Stored data entries
====
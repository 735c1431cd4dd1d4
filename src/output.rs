//! Response text formatting for batch results.
//!
//! Every tool reports one human-readable line per input, in input order:
//!
//! ```text
//! Resized /photos/dawn.jpg → /photos/dawn_resized.jpg
//! Failed to resize /photos/dusk.jpg: Input file is missing: /photos/dusk.jpg
//! ```
//!
//! The past-tense verb on success and the infinitive on failure differ per
//! tool and are carried by [`Verbs`].
//!
//! # Architecture
//!
//! Format functions are pure and return `String`/`Vec<String>` for
//! testability. [`print_lines`] is the only function here that writes to
//! stdout, and it is only used by the one-shot `call` command.

use crate::batch::ProcessingOutcome;

/// Wording used when reporting a tool's outcomes.
#[derive(Debug, Clone, Copy, PartialEq, Eq)]
pub struct Verbs {
    /// Success verb, e.g. "Converted".
    pub done: &'static str,
    /// Failure verb, e.g. "convert".
    pub action: &'static str,
}

impl Verbs {
    pub const CONVERT: Verbs = Verbs {
        done: "Converted",
        action: "convert",
    };
    pub const COMPRESS: Verbs = Verbs {
        done: "Compressed",
        action: "compress",
    };
    pub const RESIZE: Verbs = Verbs {
        done: "Resized",
        action: "resize",
    };
    pub const PROCESS: Verbs = Verbs {
        done: "Processed",
        action: "process",
    };
}

/// Format a single outcome as its response line.
pub fn format_outcome(outcome: &ProcessingOutcome, verbs: Verbs) -> String {
    match &outcome.result {
        Ok(output) => format!(
            "{} {} \u{2192} {}",
            verbs.done,
            outcome.source.display(),
            output.display()
        ),
        Err(error) => format!(
            "Failed to {} {}: {}",
            verbs.action,
            outcome.source.display(),
            error
        ),
    }
}

/// Format every outcome, preserving order.
pub fn format_outcomes(outcomes: &[ProcessingOutcome], verbs: Verbs) -> Vec<String> {
    outcomes.iter().map(|o| format_outcome(o, verbs)).collect()
}

/// Print lines to stdout.
pub fn print_lines<S: AsRef<str>>(lines: &[S]) {
    for line in lines {
        println!("{}", line.as_ref());
    }
}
====
# EXERCISE OBJECTIVE
All lines above are to be transcribed exactly.

# EXERCISE OUTPUT
repository 735c1431cd4dd1d4
filename src/output.rs
//! Response text formatting for batch results.
//!
//! Every tool reports one human-readable line per input, in input order:
//!
//! ```text
//! Resized /photos/dawn.jpg → /photos/dawn_resized.jpg
//! Failed to resize /photos/dusk.jpg: Input file is missing: /photos/dusk.jpg
//! ```
//!
//! The past-tense verb on success and the infinitive on failure differ per
//! tool and are carried by [`Verbs`].
//!
//! # Architecture
//!
//! Format functions are pure and return `String`/`Vec<String>` for
//! testability. [`print_lines`] is the only function here that writes to
//! stdout, and it is only used by the one-shot `call` command.

use crate::batch::ProcessingOutcome;

/// Wording used when reporting a tool's outcomes.
#[derive(Debug, Clone, Copy, PartialEq, Eq)]
pub struct Verbs {
    /// Success verb, e.g. "Converted".
    pub done: &'static str,
    /// Failure verb, e.g. "convert".
    pub action: &'static str,
}

impl Verbs {
    pub const CONVERT: Verbs = Verbs {
        done: "Converted",
        action: "convert",
    };
    pub const COMPRESS: Verbs = Verbs {
        done: "Compressed",
        action: "compress",
    };
    pub const RESIZE: Verbs = Verbs {
        done: "Resized",
        action: "resize",
    };
    pub const PROCESS: Verbs = Verbs {
        done: "Processed",
        action: "process",
    };
}

/// Format a single outcome as its response line.
pub fn format_outcome(outcome: &ProcessingOutcome, verbs: Verbs) -> String {
    match &outcome.result {
        Ok(output) => format!(
            "{} {} \u{2192} {}",
            verbs.done,
            outcome.source.display(),
            output.display()
        ),
        Err(error) => format!(
            "Failed to {} {}: {}",
            verbs.action,
            outcome.source.display(),
            error
        ),
    }
}

/// Format every outcome, preserving order.
pub fn format_outcomes(outcomes: &[ProcessingOutcome], verbs: Verbs) -> Vec<String> {
    outcomes.iter().map(|o| format_outcome(o, verbs)).collect()
}

/// Print lines to stdout.
pub fn print_lines<S: AsRef<str>>(lines: &[S]) {
    for line in lines {
        println!("{}", line.as_ref());
    }
}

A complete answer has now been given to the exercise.